The EPA added it was Pruitt’s “final determination that, in light of recent data, the current standards are not appropriate and should be revised. Administrator Pruitt is also announcing the start of a joint process with the National Highway Traffic Safety Administration (NHTSA) to develop a notice and comment rulemaking to set more appropriate GHG emissions standards and Corporate Average Fuel Economy (CAFE) standards.”
In the weeks leading up to the EPA’s announcement of its MTE findings, it was widely believed the agency would roll back the regulations and officials in California, a state long at the vanguard of aggressive environmental activism, were girding for a legal showdown. At issue is provision of federal law that allows California—as well as many other Northeast states that joined it—to set its own emissions standards.
Pruitt and the EPA had indicated they might challenge California’s authority to do so. Meanwhile, although many automakers had lobbied the Trump Administration’s EPA to ease the federal standards with the MTE, they also worry that California’s intention to remain with the 54.5-mpg regulation will create a highly undesirable patchwork of emissions rules that will add cost and complexity to nationwide compliance.
California state Attorney General Xavier Bacerra, who had initiated legal actions to prevent a federal watering-down of the emissions regulations, said in a statement, “The Trump Administration’s assault on clean-car standards risks our ability to protect our children’s health, tackle climate change and save hardworking Americans’ money.”
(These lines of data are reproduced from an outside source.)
//! SSH channel state.
//!
//! A [`Channel`] is the client-side bookkeeping for one multiplexed logical
//! stream: the local/remote number mapping, both flow-control windows, the
//! lifecycle status, and the inbound buffers holding data that arrived while
//! another channel was being awaited.
//!
//! Status transitions are pure functions on [`ChannelStatus`]; the
//! multiplexer in [`client`](crate::ssh::client) threads them through.

use std::collections::VecDeque;
use std::fmt;
use tern_platform::{TernError, TernResult};

/// Local channel number.
#[derive(Debug, Clone, Copy, PartialEq, Eq, Hash, PartialOrd, Ord)]
pub struct ChannelId(pub u32);

impl fmt::Display for ChannelId {
    fn fmt(&self, f: &mut fmt::Formatter<'_>) -> fmt::Result {
        write!(f, "#{}", self.0)
    }
}

/// Channel lifecycle.
#[derive(Debug, Clone, Copy, PartialEq, Eq)]
pub enum ChannelStatus {
    /// CHANNEL_OPEN sent, no answer yet
    OpenPending,
    /// Confirmed by the server
    Open,
    /// A request awaiting its reply is outstanding
    RequestPending,
    /// Data is flowing
    Data,
    /// The server sent EOF
    Eof,
    /// CHANNEL_CLOSE observed
    Closed,
}

impl ChannelStatus {
    /// After OPEN_CONFIRMATION.
    pub fn on_open_confirmed(self) -> Self {
        match self {
            ChannelStatus::OpenPending => ChannelStatus::Open,
            other => other,
        }
    }

    /// After sending a request that wants a reply.
    pub fn on_request_sent(self) -> Self {
        match self {
            ChannelStatus::Open | ChannelStatus::Data => ChannelStatus::RequestPending,
            other => other,
        }
    }

    /// After CHANNEL_SUCCESS or CHANNEL_FAILURE.
    pub fn on_request_reply(self) -> Self {
        match self {
            ChannelStatus::RequestPending => ChannelStatus::Data,
            other => other,
        }
    }

    /// After data in either direction.
    pub fn on_data(self) -> Self {
        match self {
            ChannelStatus::Open => ChannelStatus::Data,
            other => other,
        }
    }

    /// After the server's EOF.
    pub fn on_eof(self) -> Self {
        match self {
            ChannelStatus::Closed => ChannelStatus::Closed,
            _ => ChannelStatus::Eof,
        }
    }

    /// After the server's CLOSE.
    pub fn on_close(self) -> Self {
        ChannelStatus::Closed
    }

    /// Whether data may still be sent.
    pub fn is_writable(self) -> bool {
        matches!(
            self,
            ChannelStatus::Open | ChannelStatus::RequestPending | ChannelStatus::Data | ChannelStatus::Eof
        )
    }
}

/// How a channel's remote process ended.
#[derive(Debug, Clone, PartialEq, Eq)]
pub enum ExitStatus {
    /// `exit-status` with a code
    Code(u32),
    /// `exit-signal` with the signal name and message
    Signal {
        /// Signal name, e.g. "TERM"
        name: String,
        /// Whether a core was dumped
        core_dumped: bool,
        /// Error text
        message: String,
    },
}

/// One multiplexed channel.
#[derive(Debug)]
pub struct Channel {
    id: ChannelId,
    remote_id: u32,
    status: ChannelStatus,

    local_window: u32,
    local_initial_window: u32,
    local_max_packet: u32,
    remote_window: u32,
    remote_max_packet: u32,

    inbound: VecDeque<Vec<u8>>,
    stderr: Vec<u8>,
    replies: VecDeque<bool>,
    eof_sent: bool,
    close_sent: bool,
    exit: Option<ExitStatus>,
}

impl Channel {
    /// A channel whose open request is in flight.
    pub fn new(id: ChannelId, window: u32, max_packet: u32) -> Self {
        Self {
            id,
            remote_id: 0,
            status: ChannelStatus::OpenPending,
            local_window: window,
            local_initial_window: window,
            local_max_packet: max_packet,
            remote_window: 0,
            remote_max_packet: 0,
            inbound: VecDeque::new(),
            stderr: Vec::new(),
            replies: VecDeque::new(),
            eof_sent: false,
            close_sent: false,
            exit: None,
        }
    }

    /// Local channel number.
    pub fn id(&self) -> ChannelId {
        self.id
    }

    /// Server's channel number.
    pub fn remote_id(&self) -> u32 {
        self.remote_id
    }

    /// Current status.
    pub fn status(&self) -> ChannelStatus {
        self.status
    }

    /// Applies a status transition.
    pub fn transition(&mut self, f: fn(ChannelStatus) -> ChannelStatus) {
        self.status = f(self.status);
    }

    /// Records the server's half of the open handshake.
    pub fn confirm(&mut self, remote_id: u32, remote_window: u32, remote_max_packet: u32) {
        self.remote_id = remote_id;
        self.remote_window = remote_window;
        self.remote_max_packet = remote_max_packet;
        self.transition(ChannelStatus::on_open_confirmed);
    }

    /// Bytes we may still receive before the server must wait.
    pub fn local_window(&self) -> u32 {
        self.local_window
    }

    /// Bytes the server still lets us send.
    pub fn remote_window(&self) -> u32 {
        self.remote_window
    }

    /// Largest data payload the server accepts in one message.
    pub fn remote_max_packet(&self) -> u32 {
        self.remote_max_packet
    }

    /// Accounts for `len` received bytes.
    ///
    /// # Errors
    ///
    /// Returns [`TernError::Protocol`] if the server overran our window.
    pub fn consume_local(&mut self, len: usize) -> TernResult<()> {
        let len = u32::try_from(len).unwrap_or(u32::MAX);
        if len > self.local_window {
            return Err(TernError::Protocol(format!(
                "Channel {} received {} bytes with only {} left in the window",
                self.id, len, self.local_window
            )));
        }
        self.local_window -= len;
        Ok(())
    }

    /// Returns the bytes to grant in a WINDOW_ADJUST once the local window
    /// has fallen below one maximum packet, and restores it.
    pub fn take_refill(&mut self) -> Option<u32> {
        if self.local_window >= self.local_max_packet || self.status == ChannelStatus::Closed {
            return None;
        }
        let add = self.local_initial_window - self.local_window;
        self.local_window = self.local_initial_window;
        Some(add)
    }

    /// How many of `wanted` bytes may go out in the next data message.
    pub fn sendable(&self, wanted: usize) -> usize {
        wanted
            .min(self.remote_window as usize)
            .min(self.remote_max_packet as usize)
    }

    /// Accounts for `len` sent bytes.
    pub fn consume_remote(&mut self, len: usize) {
        self.remote_window = self.remote_window.saturating_sub(len as u32);
    }

    /// Applies a WINDOW_ADJUST from the server.
    pub fn adjust_remote(&mut self, add: u32) {
        self.remote_window = self.remote_window.saturating_add(add);
    }

    /// Buffers stdout data.
    pub fn push_data(&mut self, data: Vec<u8>) {
        if !data.is_empty() {
            self.inbound.push_back(data);
        }
        self.transition(ChannelStatus::on_data);
    }

    /// Buffers stderr data.
    pub fn push_stderr(&mut self, data: &[u8]) {
        self.stderr.extend_from_slice(data);
    }

    /// Oldest buffered stdout chunk.
    pub fn take_data(&mut self) -> Option<Vec<u8>> {
        self.inbound.pop_front()
    }

    /// Whether stdout data is buffered.
    pub fn has_data(&self) -> bool {
        !self.inbound.is_empty()
    }

    /// Drains buffered stderr.
    pub fn take_stderr(&mut self) -> Vec<u8> {
        std::mem::take(&mut self.stderr)
    }

    /// Queues a request reply.
    pub fn push_reply(&mut self, success: bool) {
        self.replies.push_back(success);
        self.transition(ChannelStatus::on_request_reply);
    }

    /// Oldest unread request reply.
    pub fn take_reply(&mut self) -> Option<bool> {
        self.replies.pop_front()
    }

    /// Records how the remote process ended.
    pub fn set_exit(&mut self, exit: ExitStatus) {
        self.exit = Some(exit);
    }

    /// How the remote process ended, if known.
    pub fn exit(&self) -> Option<&ExitStatus> {
        self.exit.as_ref()
    }

    /// Exit code, if an `exit-status` arrived.
    pub fn exit_code(&self) -> Option<u32> {
        match self.exit {
            Some(ExitStatus::Code(code)) => Some(code),
            _ => None,
        }
    }

    /// Whether the server sent EOF or CLOSE.
    pub fn remote_eof(&self) -> bool {
        matches!(self.status, ChannelStatus::Eof | ChannelStatus::Closed)
    }

    /// Whether the server sent CLOSE.
    pub fn remote_closed(&self) -> bool {
        self.status == ChannelStatus::Closed
    }

    /// Marks our EOF as sent. Returns false if it already was.
    pub fn mark_eof_sent(&mut self) -> bool {
        !std::mem::replace(&mut self.eof_sent, true)
    }

    /// Marks our CLOSE as sent. Returns false if it already was.
    pub fn mark_close_sent(&mut self) -> bool {
        !std::mem::replace(&mut self.close_sent, true)
    }

    /// Whether our CLOSE went out.
    pub fn close_sent(&self) -> bool {
        self.close_sent
    }
}

#[cfg(test)]
mod tests {
    use super::*;

    fn open_channel() -> Channel {
        let mut channel = Channel::new(ChannelId(0), 1000, 100);
        channel.confirm(100, 500, 64);
        channel
    }

    #[test]
    fn test_channel_creation() {
        let channel = Channel::new(ChannelId(3), 1000, 100);
        assert_eq!(channel.id(), ChannelId(3));
        assert_eq!(channel.status(), ChannelStatus::OpenPending);
        assert_eq!(channel.local_window(), 1000);

        let channel = open_channel();
        assert_eq!(channel.remote_id(), 100);
        assert_eq!(channel.status(), ChannelStatus::Open);
    }

    #[test]
    fn test_status_transitions() {
        let s = ChannelStatus::OpenPending.on_open_confirmed();
        assert_eq!(s, ChannelStatus::Open);
        let s = s.on_request_sent();
        assert_eq!(s, ChannelStatus::RequestPending);
        let s = s.on_request_reply();
        assert_eq!(s, ChannelStatus::Data);
        let s = s.on_eof();
        assert_eq!(s, ChannelStatus::Eof);
        assert!(s.is_writable());
        let s = s.on_close();
        assert_eq!(s, ChannelStatus::Closed);
        assert_eq!(s.on_eof(), ChannelStatus::Closed);
        assert!(!s.is_writable());
        assert!(!ChannelStatus::OpenPending.is_writable());
    }

    #[test]
    fn test_local_window_and_refill() {
        let mut channel = open_channel();
        channel.consume_local(850).unwrap();
        assert_eq!(channel.take_refill(), None);
        channel.consume_local(60).unwrap();
        assert_eq!(channel.local_window(), 90);
        assert_eq!(channel.take_refill(), Some(910));
        assert_eq!(channel.local_window(), 1000);
        assert!(channel.consume_local(1001).is_err());
    }

    #[test]
    fn test_remote_window_limits_sends() {
        let mut channel = open_channel();
        assert_eq!(channel.sendable(1000), 64);
        channel.consume_remote(480);
        assert_eq!(channel.sendable(1000), 20);
        channel.consume_remote(20);
        assert_eq!(channel.sendable(1000), 0);
        channel.adjust_remote(u32::MAX);
        assert_eq!(channel.remote_window(), u32::MAX);
    }

    #[test]
    fn test_inbound_buffers() {
        let mut channel = open_channel();
        channel.push_data(b"one".to_vec());
        channel.push_data(Vec::new());
        channel.push_data(b"two".to_vec());
        channel.push_stderr(b"err");
        assert_eq!(channel.status(), ChannelStatus::Data);
        assert_eq!(channel.take_data().unwrap(), b"one");
        assert_eq!(channel.take_data().unwrap(), b"two");
        assert!(channel.take_data().is_none());
        assert_eq!(channel.take_stderr(), b"err");
        assert!(channel.take_stderr().is_empty());
    }

    #[test]
    fn test_exit_and_markers() {
        let mut channel = open_channel();
        channel.set_exit(ExitStatus::Code(3));
        assert_eq!(channel.exit_code(), Some(3));
        assert!(channel.mark_eof_sent());
        assert!(!channel.mark_eof_sent());
        assert!(channel.mark_close_sent());
        assert!(channel.close_sent());
    }
}
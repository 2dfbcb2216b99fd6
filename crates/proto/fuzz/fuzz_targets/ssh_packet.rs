//! Fuzz target for SSH packet opening and SFTP reply decoding.
//!
//! Random input must never panic the packet opener or the SFTP decoder.
//! Any packet that opens must survive a seal and reopen unchanged.
//!
//! Run with:
//! ```bash
//! cd crates/proto
//! cargo +nightly fuzz run ssh_packet -- -max_total_time=300
//! ```

#![no_main]
use libfuzzer_sys::fuzz_target;
use tern_proto::ssh::packet::{OpeningState, SealingState};
use tern_proto::ssh::sftp::message::Response;

fuzz_target!(|data: &[u8]| {
    let mut opener = OpeningState::plaintext();
    opener.feed(data);
    while let Ok(Some(payload)) = opener.try_open() {
        let mut sealer = SealingState::plaintext();
        let wire = sealer.seal(&payload).expect("sealing a received payload");
        let mut reopener = OpeningState::plaintext();
        reopener.feed(&wire);
        let reopened = reopener
            .try_open()
            .expect("round trip should open")
            .expect("round trip should be complete");
        assert_eq!(payload, reopened);
    }

    let _ = Response::parse(data);
});
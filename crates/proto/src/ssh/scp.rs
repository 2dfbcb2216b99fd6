//! Single-file SCP transfers.
//!
//! SCP runs the remote `scp` binary in sink (`-t`) or source (`-f`) mode
//! over an exec channel. Every step is acknowledged with one status byte:
//! zero for success, one or two followed by a text line for a warning or
//! an error.

use crate::ssh::channel::ChannelId;
use crate::ssh::client::{ExecOptions, SshClient};
use tern_platform::{TernError, TernResult};
use tokio::io::{AsyncRead, AsyncWrite};
use tracing::debug;

/// Permission bits used by [`SshClient::scp_put`].
pub const DEFAULT_SCP_MODE: u32 = 0o644;

/// A file received with [`SshClient::scp_get`].
#[derive(Debug, Clone, PartialEq, Eq)]
pub struct ScpFile {
    /// Permission bits from the control line
    pub mode: u32,
    /// File name from the control line
    pub name: String,
    /// Contents
    pub data: Vec<u8>,
}

/// Quotes `arg` for a POSIX shell.
pub fn shell_quote(arg: &str) -> String {
    format!("'{}'", arg.replace('\'', r"'\''"))
}

/// Parses a `C<mode> <size> <name>` control line (without the newline).
pub fn parse_control_line(line: &str) -> TernResult<(u32, u64, String)> {
    let malformed = || TernError::Scp(format!("Malformed control line: {:?}", line));
    let rest = line.strip_prefix('C').ok_or_else(malformed)?;
    let mut parts = rest.splitn(3, ' ');
    let mode = parts
        .next()
        .and_then(|m| u32::from_str_radix(m, 8).ok())
        .ok_or_else(malformed)?;
    let size = parts
        .next()
        .and_then(|s| s.parse::<u64>().ok())
        .ok_or_else(malformed)?;
    let name = parts.next().filter(|n| !n.is_empty()).ok_or_else(malformed)?;
    Ok((mode, size, name.to_string()))
}

/// Buffered reader over the exec channel.
struct ScpChannel {
    id: ChannelId,
    pending: Vec<u8>,
}

impl ScpChannel {
    fn new(id: ChannelId) -> Self {
        Self {
            id,
            pending: Vec::new(),
        }
    }

    async fn fill<S>(&mut self, ssh: &mut SshClient<S>) -> TernResult<()>
    where
        S: AsyncRead + AsyncWrite + Unpin + Send,
    {
        match ssh.read_inner(self.id).await? {
            Some(data) => {
                self.pending.extend_from_slice(&data);
                Ok(())
            }
            None => {
                let stderr = String::from_utf8_lossy(&ssh.take_stderr(self.id)).into_owned();
                Err(TernError::Scp(if stderr.is_empty() {
                    "Remote scp ended the transfer early".to_string()
                } else {
                    stderr.trim_end().to_string()
                }))
            }
        }
    }

    async fn line<S>(&mut self, ssh: &mut SshClient<S>) -> TernResult<String>
    where
        S: AsyncRead + AsyncWrite + Unpin + Send,
    {
        loop {
            if let Some(pos) = self.pending.iter().position(|b| *b == b'\n') {
                let line: Vec<u8> = self.pending.drain(..=pos).collect();
                return Ok(String::from_utf8_lossy(&line[..pos]).into_owned());
            }
            self.fill(ssh).await?;
        }
    }

    async fn byte<S>(&mut self, ssh: &mut SshClient<S>) -> TernResult<u8>
    where
        S: AsyncRead + AsyncWrite + Unpin + Send,
    {
        while self.pending.is_empty() {
            self.fill(ssh).await?;
        }
        Ok(self.pending.remove(0))
    }

    /// Waits for one acknowledgement.
    async fn ack<S>(&mut self, ssh: &mut SshClient<S>) -> TernResult<()>
    where
        S: AsyncRead + AsyncWrite + Unpin + Send,
    {
        match self.byte(ssh).await? {
            0 => Ok(()),
            1 | 2 => Err(TernError::Scp(self.line(ssh).await?)),
            other => Err(TernError::Scp(format!(
                "Unexpected acknowledgement byte {:#04x}",
                other
            ))),
        }
    }

    async fn exact<S>(&mut self, ssh: &mut SshClient<S>, len: usize) -> TernResult<Vec<u8>>
    where
        S: AsyncRead + AsyncWrite + Unpin + Send,
    {
        while self.pending.len() < len {
            self.fill(ssh).await?;
        }
        let rest = self.pending.split_off(len);
        Ok(std::mem::replace(&mut self.pending, rest))
    }
}

impl<S> SshClient<S>
where
    S: AsyncRead + AsyncWrite + Unpin + Send,
{
    /// Uploads `data` to `remote` with mode 0644.
    pub async fn scp_put(&mut self, remote: &str, data: &[u8]) -> TernResult<()> {
        self.scp_put_with_mode(remote, data, DEFAULT_SCP_MODE).await
    }

    /// Uploads `data` to `remote` with the given permission bits.
    pub async fn scp_put_with_mode(&mut self, remote: &str, data: &[u8], mode: u32) -> TernResult<()> {
        let name = remote.rsplit('/').next().unwrap_or(remote);
        if name.is_empty() || name.contains('\n') {
            return Err(TernError::Scp(format!("Invalid remote file name {:?}", remote)));
        }
        let name = name.to_string();

        self.arm();
        let result = async {
            self.ensure_login()?;
            let command = format!("scp -t {}", shell_quote(remote));
            let id = self.open_exec_inner(&command, &ExecOptions::default()).await?;
            let result = self.scp_send(id, &name, data, mode).await;
            self.scp_finish(id, result).await
        }
        .await;
        self.settle(result)
    }

    async fn scp_send(&mut self, id: ChannelId, name: &str, data: &[u8], mode: u32) -> TernResult<()> {
        let mut channel = ScpChannel::new(id);
        channel.ack(self).await?;

        let control = format!("C{:04o} {} {}\n", mode & 0o7777, data.len(), name);
        self.write_inner(id, control.as_bytes()).await?;
        channel.ack(self).await?;

        self.write_inner(id, data).await?;
        self.write_inner(id, &[0]).await?;
        channel.ack(self).await?;
        debug!(channel = id.0, bytes = data.len(), "SCP upload complete");
        Ok(())
    }

    /// Downloads `remote`.
    pub async fn scp_get(&mut self, remote: &str) -> TernResult<ScpFile> {
        self.arm();
        let result = async {
            self.ensure_login()?;
            let command = format!("scp -f {}", shell_quote(remote));
            let id = self.open_exec_inner(&command, &ExecOptions::default()).await?;
            let result = self.scp_receive(id).await;
            self.scp_finish(id, result).await
        }
        .await;
        self.settle(result)
    }

    async fn scp_receive(&mut self, id: ChannelId) -> TernResult<ScpFile> {
        let mut channel = ScpChannel::new(id);
        self.write_inner(id, &[0]).await?;

        let (mode, size, name) = loop {
            match channel.byte(self).await? {
                b'T' => {
                    // Timestamps are acknowledged and ignored.
                    channel.line(self).await?;
                    self.write_inner(id, &[0]).await?;
                }
                b'C' => {
                    let line = channel.line(self).await?;
                    break parse_control_line(&format!("C{}", line))?;
                }
                1 | 2 => return Err(TernError::Scp(channel.line(self).await?)),
                b'D' => {
                    return Err(TernError::Scp(
                        "Remote path is a directory; recursive copies are not supported"
                            .to_string(),
                    ))
                }
                other => {
                    return Err(TernError::Scp(format!(
                        "Unexpected control byte {:#04x}",
                        other
                    )))
                }
            }
        };
        let size = usize::try_from(size)
            .map_err(|_| TernError::Scp(format!("File too large: {} bytes", size)))?;
        self.write_inner(id, &[0]).await?;

        let data = channel.exact(self, size).await?;
        channel.ack(self).await?;
        self.write_inner(id, &[0]).await?;
        debug!(channel = id.0, bytes = size, name = %name, "SCP download complete");
        Ok(ScpFile { mode, name, data })
    }

    /// Closes the exec channel after a transfer, keeping the transfer's
    /// error when there is one.
    async fn scp_finish<T>(&mut self, id: ChannelId, result: TernResult<T>) -> TernResult<T> {
        match result {
            Ok(value) => {
                self.send_eof_inner(id).await?;
                self.close_inner(id).await?;
                Ok(value)
            }
            Err(e) => {
                if !e.is_fatal() && self.is_connected() {
                    let _ = self.close_inner(id).await;
                }
                Err(e)
            }
        }
    }
}

#[cfg(test)]
mod tests {
    use super::*;

    #[test]
    fn test_shell_quote() {
        assert_eq!(shell_quote("plain.txt"), "'plain.txt'");
        assert_eq!(shell_quote("a b"), "'a b'");
        assert_eq!(shell_quote("it's"), r"'it'\''s'");
        assert_eq!(shell_quote("$(rm -rf /)"), "'$(rm -rf /)'");
    }

    #[test]
    fn test_parse_control_line() {
        assert_eq!(
            parse_control_line("C0644 5 hello.txt").unwrap(),
            (0o644, 5, "hello.txt".to_string())
        );
        assert_eq!(
            parse_control_line("C0755 0 name with spaces").unwrap(),
            (0o755, 0, "name with spaces".to_string())
        );
    }

    #[test]
    fn test_parse_control_line_rejects_garbage() {
        assert!(matches!(
            parse_control_line("D0755 0 dir"),
            Err(TernError::Scp(_))
        ));
        assert!(parse_control_line("C0644 five x").is_err());
        assert!(parse_control_line("C0644 5").is_err());
        assert!(parse_control_line("C9999 5 x").is_err());
    }
}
“Cooperative federalism doesn’t mean that one state can dictate standards for the rest of the country,” the EPA’s Pruitt countered, adding, “EPA will set a national standard for greenhouse gas emissions that allows auto manufacturers to make cars that people both want and can afford — while still expanding environmental and safety benefits of newer cars. It is in America's best interest to have a national standard, and we look forward to partnering with all states, including California, as we work to finalize that standard.”
Other groups said easing the regulations also will cost vehicle owners more in added fuel costs. Ford, for one, stated specifically that it did not ask for relaxation of the original emissions standards.
For its part, the EPA indicated with the appearance of finality that it intends to initiate a “joint process with the National Highway Traffic Safety Administration (NHTSA) to develop a notice and comment rulemaking to set more appropriate GHG emissions standards and Corporate Average Fuel Economy (CAFE) standards.”Continue reading »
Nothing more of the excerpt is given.